Identify each line in the records below that contains the word "impl", and copy it.

**Given records**
======

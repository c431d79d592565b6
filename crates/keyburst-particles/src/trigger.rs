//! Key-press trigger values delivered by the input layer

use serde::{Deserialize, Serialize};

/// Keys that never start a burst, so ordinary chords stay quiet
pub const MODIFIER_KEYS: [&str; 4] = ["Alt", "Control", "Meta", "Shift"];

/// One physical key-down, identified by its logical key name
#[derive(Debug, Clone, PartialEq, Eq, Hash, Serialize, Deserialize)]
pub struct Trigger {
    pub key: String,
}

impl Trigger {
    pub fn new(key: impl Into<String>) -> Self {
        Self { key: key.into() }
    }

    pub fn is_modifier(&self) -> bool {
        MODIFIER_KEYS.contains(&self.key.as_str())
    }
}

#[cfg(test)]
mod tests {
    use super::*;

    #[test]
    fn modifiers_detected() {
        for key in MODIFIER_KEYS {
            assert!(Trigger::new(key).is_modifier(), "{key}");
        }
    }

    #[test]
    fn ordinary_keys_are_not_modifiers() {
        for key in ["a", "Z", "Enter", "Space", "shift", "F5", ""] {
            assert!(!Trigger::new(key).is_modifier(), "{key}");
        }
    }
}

======

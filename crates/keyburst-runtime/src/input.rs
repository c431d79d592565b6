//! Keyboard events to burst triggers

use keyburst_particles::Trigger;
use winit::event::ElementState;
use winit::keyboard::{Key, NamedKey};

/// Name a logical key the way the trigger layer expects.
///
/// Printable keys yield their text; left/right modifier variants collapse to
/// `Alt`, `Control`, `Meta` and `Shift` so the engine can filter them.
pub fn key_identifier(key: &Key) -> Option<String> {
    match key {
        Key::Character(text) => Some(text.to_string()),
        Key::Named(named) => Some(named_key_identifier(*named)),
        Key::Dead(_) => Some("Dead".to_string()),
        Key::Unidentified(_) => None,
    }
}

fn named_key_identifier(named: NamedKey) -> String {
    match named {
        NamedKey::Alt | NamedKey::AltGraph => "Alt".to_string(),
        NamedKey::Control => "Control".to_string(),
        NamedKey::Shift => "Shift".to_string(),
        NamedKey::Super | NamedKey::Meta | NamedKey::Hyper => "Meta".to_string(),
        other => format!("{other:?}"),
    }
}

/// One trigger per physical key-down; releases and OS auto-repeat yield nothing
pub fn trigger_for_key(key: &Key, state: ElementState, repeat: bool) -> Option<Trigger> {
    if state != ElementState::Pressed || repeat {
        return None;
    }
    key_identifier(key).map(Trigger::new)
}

======

**Response area**
impl Trigger {
    pub fn new(key: impl Into<String>) -> Self {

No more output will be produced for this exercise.